Pourquoi l’Inde ensoleillée souffre malgré tout d’une carence en vitamine D

Bien que l’Inde bénéficie d’un ensoleillement généreux, des millions d’Indiens continuent de faire face à des carences en vitamine D. Le Dr Ravinder Goswami, endocrinologue et professeur à l’AIIMS de Delhi, nous éclaire sur ce paradoxe, les populations les plus à risque et l’importance de ne pas prendre de suppléments à la légère.
Souvent surnommée la “vitamine du soleil”, la vitamine D dépasse largement son rôle de nutriment pour des os en santé. Le Dr Goswami souligne que cette vitamine est cruciale car elle aide l’intestin à absorber le calcium, essentiel à des milliers de fonctions corporelles, allant de la contraction musculaire à la reproduction.
Le paradoxe Indien
L’ironie réside dans le fait que le mode de vie moderne a conduit de nombreux Indiens à passer leurs journées à l’intérieur, malgré la disponibilité du soleil. “Notre peau est conçue pour produire de la vitamine D lorsqu’elle est exposée aux rayons UVB. Mais si nous restons confinés dans des bureaux, des maisons ou des voitures, nous ratons cette opportunité,” déplore le Dr Goswami.
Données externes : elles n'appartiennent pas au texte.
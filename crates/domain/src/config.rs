//! Client configuration
//!
//! Constructed once at startup. Only the cached application token (held by
//! the core crate) changes afterwards.

use std::time::Duration;

use serde::{Deserialize, Serialize};

use crate::constants::{
    DEFAULT_IDLE_TIMEOUT_SECS, DEFAULT_MAX_CONNECTIONS_PER_HOST, DEFAULT_REQUEST_TIMEOUT_SECS,
    DEFAULT_RETRY_COUNT, DEFAULT_SCHEME, DEFAULT_USER_AGENT, MAX_RETRY_COUNT, TTL_SERVER_DEFAULT,
};
use crate::errors::{EasemobError, Result};

/// Connection and credential settings for one application
#[derive(Clone, Serialize, Deserialize, PartialEq, Eq)]
#[serde(default)]
pub struct ClientConfig {
    /// `https` in production, `http` against local test servers
    pub scheme: String,
    pub host: String,
    pub org_name: String,
    pub app_name: String,
    pub client_id: String,
    pub client_secret: String,
    pub request_timeout_secs: u64,
    pub idle_timeout_secs: u64,
    pub max_connections_per_host: usize,
    /// Extra attempts after a transport failure
    pub retry_count: usize,
    pub user_agent: String,
    /// Log full request and response bodies
    pub debug: bool,
    /// Fetch an application token while connecting
    pub bootstrap_app_token: bool,
    /// ttl used by the bootstrap token request
    pub app_token_ttl: i64,
}

impl Default for ClientConfig {
    fn default() -> Self {
        Self {
            scheme: DEFAULT_SCHEME.to_string(),
            host: String::new(),
            org_name: String::new(),
            app_name: String::new(),
            client_id: String::new(),
            client_secret: String::new(),
            request_timeout_secs: DEFAULT_REQUEST_TIMEOUT_SECS,
            idle_timeout_secs: DEFAULT_IDLE_TIMEOUT_SECS,
            max_connections_per_host: DEFAULT_MAX_CONNECTIONS_PER_HOST,
            retry_count: DEFAULT_RETRY_COUNT,
            user_agent: DEFAULT_USER_AGENT.to_string(),
            debug: false,
            bootstrap_app_token: false,
            app_token_ttl: TTL_SERVER_DEFAULT,
        }
    }
}

impl ClientConfig {
    /// Configuration with the required fields set and defaults elsewhere
    pub fn new(
        host: impl Into<String>,
        org_name: impl Into<String>,
        app_name: impl Into<String>,
        client_id: impl Into<String>,
        client_secret: impl Into<String>,
    ) -> Self {
        Self {
            host: host.into(),
            org_name: org_name.into(),
            app_name: app_name.into(),
            client_id: client_id.into(),
            client_secret: client_secret.into(),
            ..Self::default()
        }
    }

    /// `org#app`, the identifier embedded in dynamic user tokens
    pub fn app_key(&self) -> String {
        format!("{}#{}", self.org_name, self.app_name)
    }

    /// `{scheme}://{host}/{org}/{app}`
    pub fn base_url(&self) -> String {
        format!(
            "{}://{}/{}/{}",
            self.scheme,
            self.host.trim_end_matches('/'),
            self.org_name.trim_matches('/'),
            self.app_name.trim_matches('/')
        )
    }

    pub fn request_timeout(&self) -> Duration {
        Duration::from_secs(self.request_timeout_secs)
    }

    pub fn idle_timeout(&self) -> Duration {
        Duration::from_secs(self.idle_timeout_secs)
    }

    /// Reject configurations that cannot produce a working client
    ///
    /// # Errors
    /// Returns `EasemobError::Config` naming the first missing field.
    pub fn validate(&self) -> Result<()> {
        let required = [
            ("scheme", &self.scheme),
            ("host", &self.host),
            ("org_name", &self.org_name),
            ("app_name", &self.app_name),
            ("client_id", &self.client_id),
            ("client_secret", &self.client_secret),
        ];

        for (field, value) in required {
            if value.trim().is_empty() {
                return Err(EasemobError::Config(format!("`{field}` must not be empty")));
            }
        }

        if self.request_timeout_secs == 0 {
            return Err(EasemobError::Config("`request_timeout_secs` must be positive".into()));
        }

        if self.retry_count > MAX_RETRY_COUNT {
            return Err(EasemobError::Config(format!(
                "`retry_count` must be at most {MAX_RETRY_COUNT}"
            )));
        }

        Ok(())
    }
}

// Manual Debug so the client secret never lands in logs.
impl std::fmt::Debug for ClientConfig {
    fn fmt(&self, f: &mut std::fmt::Formatter<'_>) -> std::fmt::Result {
        f.debug_struct("ClientConfig")
            .field("scheme", &self.scheme)
            .field("host", &self.host)
            .field("org_name", &self.org_name)
            .field("app_name", &self.app_name)
            .field("client_id", &self.client_id)
            .field("client_secret", &"<redacted>")
            .field("request_timeout_secs", &self.request_timeout_secs)
            .field("idle_timeout_secs", &self.idle_timeout_secs)
            .field("max_connections_per_host", &self.max_connections_per_host)
            .field("retry_count", &self.retry_count)
            .field("user_agent", &self.user_agent)
            .field("debug", &self.debug)
            .field("bootstrap_app_token", &self.bootstrap_app_token)
            .field("app_token_ttl", &self.app_token_ttl)
            .finish()
    }
}
//! Request execution shared by every operation module

use std::sync::Arc;

use easemob_domain::Result;
use serde::de::DeserializeOwned;
use tracing::debug;

use super::decoder::decode;
use super::ports::{ApiRequest, Transport};
use crate::auth::AppTokenCache;

/// Attaches the cached application token, sends, and decodes
#[derive(Clone)]
pub struct ApiExecutor {
    transport: Arc<dyn Transport>,
    tokens: AppTokenCache,
}

impl ApiExecutor {
    pub fn new(transport: Arc<dyn Transport>, tokens: AppTokenCache) -> Self {
        Self { transport, tokens }
    }

    /// Run one request/response round trip
    ///
    /// # Errors
    /// Transport failures, application error envelopes and decode failures
    /// are returned as-is.
    pub async fn execute<R: DeserializeOwned>(&self, mut request: ApiRequest) -> Result<R> {
        if !request.is_anonymous() {
            request.bearer = self.tokens.get();
        }

        let method = request.method;
        let path = request.path.clone();

        let raw = self.transport.send(request).await?;
        debug!(%method, path = %path, status = raw.status, "received API response");

        decode(&raw)
    }
}

impl std::fmt::Debug for ApiExecutor {
    fn fmt(&self, f: &mut std::fmt::Formatter<'_>) -> std::fmt::Result {
        f.debug_struct("ApiExecutor").field("has_app_token", &self.tokens.is_set()).finish()
    }
}
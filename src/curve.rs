//! Polyline curve state.
//!
//! A geodesic candidate is an ordered list of nodes in \(\mathbb{R}^d\) whose
//! first and last entries are the boundary conditions of the problem. The
//! solver owns exactly one [`Curve`] and rewrites its interior wholesale once
//! per iteration; everything handed out of this module is a copy, so workers
//! and callers never alias live solver state.

use ndarray::{Array2, ArrayView1, ArrayView2};

use crate::{Error, Result};

/// An ordered polyline of `num_nodes` points in \(\mathbb{R}^d\).
///
/// Endpoints are pinned at construction and no operation moves them. Interior
/// points are replaced between iterations, never mutated in place.
#[derive(Debug, Clone)]
pub struct Curve {
    /// Row `i` is node `i`; shape `(num_nodes, dim)`.
    points: Array2<f64>,
}

impl Curve {
    /// Build the initial candidate: endpoints pinned, interior seeded on the
    /// straight chord between them at uniform parametric spacing.
    pub fn new(start: &ArrayView1<f64>, end: &ArrayView1<f64>, num_nodes: usize) -> Result<Self> {
        if start.len() != end.len() {
            return Err(Error::DimensionMismatch {
                left: start.len(),
                right: end.len(),
            });
        }
        if start.is_empty() {
            return Err(Error::Domain("points must have at least one coordinate"));
        }
        if num_nodes < 2 {
            return Err(Error::InvalidNodeCount { got: num_nodes });
        }
        if start.iter().chain(end.iter()).any(|v| !v.is_finite()) {
            return Err(Error::Domain("endpoint coordinates must be finite"));
        }

        let dim = start.len();
        let mut points = Array2::zeros((num_nodes, dim));
        let denom = (num_nodes - 1) as f64;
        for i in 0..num_nodes {
            let t = i as f64 / denom;
            for k in 0..dim {
                points[[i, k]] = (1.0 - t) * start[k] + t * end[k];
            }
        }
        // pin endpoints bit-exactly
        for k in 0..dim {
            points[[0, k]] = start[k];
            points[[num_nodes - 1, k]] = end[k];
        }
        Ok(Self { points })
    }

    /// Total node count, endpoints included.
    pub fn num_nodes(&self) -> usize {
        self.points.nrows()
    }

    /// Coordinate dimension of every node.
    pub fn dim(&self) -> usize {
        self.points.ncols()
    }

    /// View of node `i`. Panics if out of range, like indexing.
    pub fn point(&self, i: usize) -> ArrayView1<'_, f64> {
        self.points.row(i)
    }

    /// Snapshot copy of all nodes, shape `(num_nodes, dim)`.
    ///
    /// The copy is detached: the caller may retain it across iterations and
    /// it will never observe later updates.
    pub fn points(&self) -> Array2<f64> {
        self.points.clone()
    }

    /// Replace all `num_nodes - 2` interior rows at once.
    ///
    /// Validation happens before any write, so on error the curve is
    /// untouched.
    pub fn replace_interior(&mut self, new_interior: &ArrayView2<f64>) -> Result<()> {
        let expected = self.points.nrows() - 2;
        if new_interior.nrows() != expected {
            return Err(Error::LengthMismatch {
                expected,
                got: new_interior.nrows(),
            });
        }
        if new_interior.ncols() != self.dim() {
            return Err(Error::DimensionMismatch {
                left: self.dim(),
                right: new_interior.ncols(),
            });
        }
        for i in 0..expected {
            for k in 0..self.points.ncols() {
                self.points[[i + 1, k]] = new_interior[[i, k]];
            }
        }
        Ok(())
    }
}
Lorsque les rayons UVB atteignent la peau, ils déclenchent la production de cholécalciférol, une forme inactive de la vitamine D qui est ensuite convertie en sa forme active par le foie et les reins. “C’est pourquoi le soleil reste la meilleure et la plus sûre source de vitamine D, mais le timing est primordial,” ajoute-t-il.
Le médecin précise que l’exposition au soleil est optimale lorsque celui-ci est au zénith, généralement entre 10h et 15h, sous un ciel dégagé. S’installer près d’une fenêtre ensoleillée ne suffit pas, car le verre bloque les rayons UVB. En revanche, en tant que pays tropical, nous n’avons pas besoin d’exposer plus de notre corps pour bénéficier du soleil. “Une exposition de la face et des bras pendant environ une demi-heure par jour est généralement suffisante,” indique-t-il.
Pourquoi le temps passé à l’extérieur est important
Les recherches novatrices du Dr Goswami dans les années 1990 ont remis en question la croyance selon laquelle les Indiens ne pouvaient pas souffrir de carences en vitamine D. Son équipe a constaté que les médecins travaillant à l’intérieur avaient des niveaux de vitamine D étonnamment bas, tandis que ceux qui passaient des heures à l’extérieur, comme les policiers ou les marchands ambulants, avaient des niveaux adéquats, sans suppléments. “Ce n’était pas l’alimentation, c’était le soleil,” déclare-t-il. Le Dr Goswami note également que si un taux élevé de mélanine protège contre le soleil intense, il ralentit aussi la synthèse de la vitamine D. Ainsi, les personnes à la peau plus foncée nécessitent une exposition solaire plus longue que celles à la peau claire pour produire des quantités équivalentes de vitamine D.
D’autres points à considérer
- Le rôle de l’hormone parathyroïdienne en tant que stimulateur de la vitamine D.
- Les conséquences d’une carence prolongée, même avec des niveaux de calcium normaux.
- Les groupes les plus vulnérables : les travailleurs en intérieur, les personnes âgées et celles sous traitement médicamenteux.
Points importants à retenir
- Le soleil reste la meilleure source de vitamine D, avec une exposition appropriée entre 10h et 15h.
- La déficience en vitamine D touche de nombreux Indiens, malgré l’ensoleillement permanent.
- Une alimentation riche en poissons gras et champignons UV-exposés peut aider, mais ne remplace pas le soleil.
- La prise de suppléments doit être encadrée par un professionnel de santé.
Cette situation soulève des questions fondamentales sur nos modes de vie modernes et leur impact sur notre santé. En tant qu’individus, il est essentiel de prendre conscience de l’importance de l’exposition au soleil, sans négliger les risques liés à une supplémentation incontrôlée. Réfléchissons ensemble à comment réintégrer davantage le plein air dans notre quotidien pour notre bien-être global.